Task description: Return the records below exactly as they are written.

——————

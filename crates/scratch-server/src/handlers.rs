//! HTTP Handlers

use axum::{
    Json,
    body::Bytes,
    extract::State,
    http::{HeaderMap, StatusCode},
};
use serde::Serialize;

use scratch_billing::{BillingError, ChargeResult, IdempotencyKey};

use crate::state::AppState;

/// Optional header forwarded to the gateway to collapse retried charges
pub const IDEMPOTENCY_KEY_HEADER: &str = "idempotency-key";

// ============================================================================
// Response Types
// ============================================================================

#[derive(Serialize)]
pub struct HealthResponse {
    pub status: &'static str,
    pub version: &'static str,
    pub payments_configured: bool,
    pub gateway: Option<String>,
}

#[derive(Debug, Serialize)]
pub struct ErrorResponse {
    pub status: bool,
    pub error: String,
    pub code: String,
}

type ApiError = (StatusCode, Json<ErrorResponse>);

fn error_response(status: StatusCode, error: String, code: &str) -> ApiError {
    (
        status,
        Json(ErrorResponse {
            status: false,
            error,
            code: code.into(),
        }),
    )
}

fn billing_error_status(err: &BillingError) -> StatusCode {
    match err {
        BillingError::MalformedRequest(_)
        | BillingError::InvalidQuantity(_)
        | BillingError::InvalidIdempotencyKey(_) => StatusCode::BAD_REQUEST,
        BillingError::PaymentDeclined { .. } => StatusCode::PAYMENT_REQUIRED,
        BillingError::GatewayRejected(_) => StatusCode::BAD_GATEWAY,
        BillingError::GatewayUnavailable(_) => StatusCode::SERVICE_UNAVAILABLE,
        BillingError::Config(_) => StatusCode::INTERNAL_SERVER_ERROR,
    }
}

impl From<BillingError> for ErrorResponse {
    fn from(err: BillingError) -> Self {
        Self {
            status: false,
            error: err.user_message(),
            code: err.code().into(),
        }
    }
}

// ============================================================================
// Handlers
// ============================================================================

/// Health check endpoint
pub async fn health_check(State(state): State<AppState>) -> Json<HealthResponse> {
    Json(HealthResponse {
        status: "healthy",
        version: env!("CARGO_PKG_VERSION"),
        payments_configured: state.billing.is_some(),
        gateway: state
            .billing
            .as_ref()
            .map(|billing| billing.gateway_name().to_string()),
    })
}

/// Charge the caller's card for a storage quota
pub async fn create_charge(
    State(state): State<AppState>,
    headers: HeaderMap,
    body: Bytes,
) -> Result<Json<ChargeResult>, ApiError> {
    let billing = state.billing.as_ref().ok_or_else(|| {
        error_response(
            StatusCode::SERVICE_UNAVAILABLE,
            "Payments not configured".into(),
            "PAYMENTS_DISABLED",
        )
    })?;

    let idempotency_key = match headers.get(IDEMPOTENCY_KEY_HEADER) {
        Some(value) => {
            let key = value
                .to_str()
                .map_err(|_| BillingError::InvalidIdempotencyKey("header is not ASCII".into()))
                .and_then(IdempotencyKey::new)
                .map_err(|e| (billing_error_status(&e), Json(ErrorResponse::from(e))))?;
            Some(key)
        }
        None => None,
    };

    let result = billing
        .handle_idempotent(&body, idempotency_key)
        .await
        .map_err(|e| (billing_error_status(&e), Json(ErrorResponse::from(e))))?;

    Ok(Json(result))
}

——————

Finished exercise:
filename crates/scratch-server/src/handlers.rs
//! HTTP Handlers

use axum::{
    Json,
    body::Bytes,
    extract::State,
    http::{HeaderMap, StatusCode},
};
use serde::Serialize;

use scratch_billing::{BillingError, ChargeResult, IdempotencyKey};

use crate::state::AppState;

/// Optional header forwarded to the gateway to collapse retried charges
pub const IDEMPOTENCY_KEY_HEADER: &str = "idempotency-key";

// ============================================================================
// Response Types
// ============================================================================

#[derive(Serialize)]
pub struct HealthResponse {
    pub status: &'static str,
    pub version: &'static str,
    pub payments_configured: bool,
    pub gateway: Option<String>,
}

#[derive(Debug, Serialize)]
pub struct ErrorResponse {
    pub status: bool,
    pub error: String,
    pub code: String,
}

type ApiError = (StatusCode, Json<ErrorResponse>);

fn error_response(status: StatusCode, error: String, code: &str) -> ApiError {
    (
        status,
        Json(ErrorResponse {
            status: false,
            error,
            code: code.into(),
        }),
    )
}

fn billing_error_status(err: &BillingError) -> StatusCode {
    match err {
        BillingError::MalformedRequest(_)
        | BillingError::InvalidQuantity(_)
        | BillingError::InvalidIdempotencyKey(_) => StatusCode::BAD_REQUEST,
        BillingError::PaymentDeclined { .. } => StatusCode::PAYMENT_REQUIRED,
        BillingError::GatewayRejected(_) => StatusCode::BAD_GATEWAY,
        BillingError::GatewayUnavailable(_) => StatusCode::SERVICE_UNAVAILABLE,
        BillingError::Config(_) => StatusCode::INTERNAL_SERVER_ERROR,
    }
}

impl From<BillingError> for ErrorResponse {
    fn from(err: BillingError) -> Self {
        Self {
            status: false,
            error: err.user_message(),
            code: err.code().into(),
        }
    }
}

// ============================================================================
// Handlers
// ============================================================================

/// Health check endpoint
pub async fn health_check(State(state): State<AppState>) -> Json<HealthResponse> {
    Json(HealthResponse {
        status: "healthy",
        version: env!("CARGO_PKG_VERSION"),
        payments_configured: state.billing.is_some(),
        gateway: state
            .billing
            .as_ref()
            .map(|billing| billing.gateway_name().to_string()),
    })
}

/// Charge the caller's card for a storage quota
pub async fn create_charge(
    State(state): State<AppState>,
    headers: HeaderMap,
    body: Bytes,
) -> Result<Json<ChargeResult>, ApiError> {
    let billing = state.billing.as_ref().ok_or_else(|| {
        error_response(
            StatusCode::SERVICE_UNAVAILABLE,
            "Payments not configured".into(),
            "PAYMENTS_DISABLED",
        )
    })?;

    let idempotency_key = match headers.get(IDEMPOTENCY_KEY_HEADER) {
        Some(value) => {
            let key = value
                .to_str()
                .map_err(|_| BillingError::InvalidIdempotencyKey("header is not ASCII".into()))
                .and_then(IdempotencyKey::new)
                .map_err(|e| (billing_error_status(&e), Json(ErrorResponse::from(e))))?;
            Some(key)
        }
        None => None,
    };

    let result = billing
        .handle_idempotent(&body, idempotency_key)
        .await
        .map_err(|e| (billing_error_status(&e), Json(ErrorResponse::from(e))))?;

    Ok(Json(result))
}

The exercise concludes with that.